The male obliged for that was Tony Southgate who, fittingly, won a winemaker of uncover award.
His elegant, full-bodied, $30 booze with a well-defined fruit flavours delicately offset with hints of toast and toffee was one of 16 chardonnays to be awarded bullion medals.
Of a others, 4 were won by Villa Maria, dual with wines from Hawke’s Bay, a others from Gisborne and Auckland.
Two Central Otago wineries were also mixed winners in a uncover – Two Degrees won bullion with a 2009 and 2010 pinot noirs and a 2009 was champion pinot noir; Wooing Tree won bullion with a 2010 pinot and a 2010 Beetle Juice pinot noir.
The uncover was not but a surprises, either.
For a initial time in a 59 years, a slew of bubblies won bullion (Daniel Le Brun Vintage 2001, Deutz 2008 Marlborough Cuvee Blanc de Blancs, Hunter’s 2008 Marlborough MiruMiru Reserve 2008, Lindauer Classic Brut, Lindauer Special Reserve Blanc de Blanc, No 1 Family Estate Cuvee Number 8) and a Lindauer Classic Brut, one of a cheapest wines in a uncover ($10-$16), was a champion stimulating wine.

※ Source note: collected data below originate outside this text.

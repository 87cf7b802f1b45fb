use std::fs::{File, OpenOptions};
use std::io::Write;
use std::path::{Path, PathBuf};

use fs2::FileExt;
use nd_core::Result;
use tracing::{info, warn};

pub const DEFAULT_LOCKFILE: &str = "newsdigest.lock";

/// Advisory exclusive lock on the lockfile, held for the duration of a run.
///
/// The OS drops the lock when the process exits, so a file left behind by a
/// crashed run does not block the next one.
#[derive(Debug)]
pub struct LockGuard {
    file: File,
    path: PathBuf,
}

impl LockGuard {
    /// Locks the lockfile. Returns `None` if another run already holds it.
    pub fn acquire(path: impl AsRef<Path>) -> Result<Option<Self>> {
        let path = path.as_ref();
        let mut file = OpenOptions::new().read(true).write(true).create(true).open(path)?;

        if let Err(e) = file.try_lock_exclusive() {
            if e.kind() == fs2::lock_contended_error().kind() {
                return Ok(None);
            }
            return Err(e.into());
        }

        file.set_len(0)?;
        write!(file, "{}", std::process::id())?;
        Ok(Some(Self {
            file,
            path: path.to_path_buf(),
        }))
    }
}

impl Drop for LockGuard {
    fn drop(&mut self) {
        match self.file.unlock() {
            Ok(()) => info!("Lockfile {} released at {}", self.path.display(), chrono::Local::now()),
            Err(e) => warn!("Failed to unlock {}: {}", self.path.display(), e),
        }
    }
}
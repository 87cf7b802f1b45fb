use async_trait::async_trait;
use indexmap::IndexMap;
use nd_core::{RankingModel, RankingRequest, Result};

/// Offline stand-in that keeps the first topics and headlines in request order.
#[derive(Debug, Default)]
pub struct DummyModel;

impl DummyModel {
    pub fn new() -> Self {
        Self
    }
}

#[async_trait]
impl RankingModel for DummyModel {
    fn name(&self) -> &str {
        "dummy"
    }

    async fn rank(&self, request: &RankingRequest) -> Result<String> {
        let picks: IndexMap<&String, Vec<&String>> = request
            .headlines
            .iter()
            .filter(|(_, titles)| !titles.is_empty())
            .take(request.max_topics)
            .map(|(topic, titles)| (topic, titles.iter().take(request.max_articles_per_topic).collect()))
            .collect();
        Ok(serde_json::to_string(&picks)?)
    }
}
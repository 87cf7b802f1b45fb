use async_trait::async_trait;
use nd_core::{DigestSender, Result};
use tracing::info;

/// Prints the digest instead of mailing it.
#[derive(Debug, Default)]
pub struct ConsoleSender;

#[async_trait]
impl DigestSender for ConsoleSender {
    async fn send(&self, html_body: &str, subject: &str) -> Result<()> {
        info!("Dry run: printing digest instead of sending it");
        println!("Subject: {}\n\n{}", subject, html_body);
        Ok(())
    }
}
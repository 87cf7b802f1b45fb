use async_trait::async_trait;
use indexmap::IndexMap;

use crate::Result;

/// Everything the ranking model is told about one run.
#[derive(Debug, Clone, PartialEq)]
pub struct RankingRequest {
    /// Candidate headlines per topic.
    pub headlines: IndexMap<String, Vec<String>>,
    /// Rendered user preferences.
    pub preferences: String,
    pub max_topics: usize,
    pub max_articles_per_topic: usize,
    pub demote_factor: f64,
}

impl RankingRequest {
    pub fn total_headlines(&self) -> usize {
        self.headlines.values().map(Vec::len).sum()
    }
}

#[async_trait]
pub trait RankingModel: Send + Sync {
    fn name(&self) -> &str;

    /// Asks the model to pick headlines. Returns the raw response text, which
    /// is expected, but not guaranteed, to be a JSON object of topic to titles.
    async fn rank(&self, request: &RankingRequest) -> Result<String>;
}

But removing behind to this chardonnay.
Here are some of a other gold-medal winners:
Black Barn 2010 Hawke’s Bay Chardonnay ($24-$30)
A full-bodied tropical-citrus flavoured wine, with an appealing sharp ash impression that could already be formidable to find on wineshop shelves.
Mission 2009 Jewelstone Hawke’s Bay Chardonnay (about $34)
A grand Hawke’s Bay chardonnay with a extraction to match. Rich and eccentric with silken, tawny texture.
Giesen 2010 The Brothers Marlborough Chardonnay (about $23)
A rich, good value chardonnay with palatable mill and citrus fruit flavours, and a spirit of butterscotch.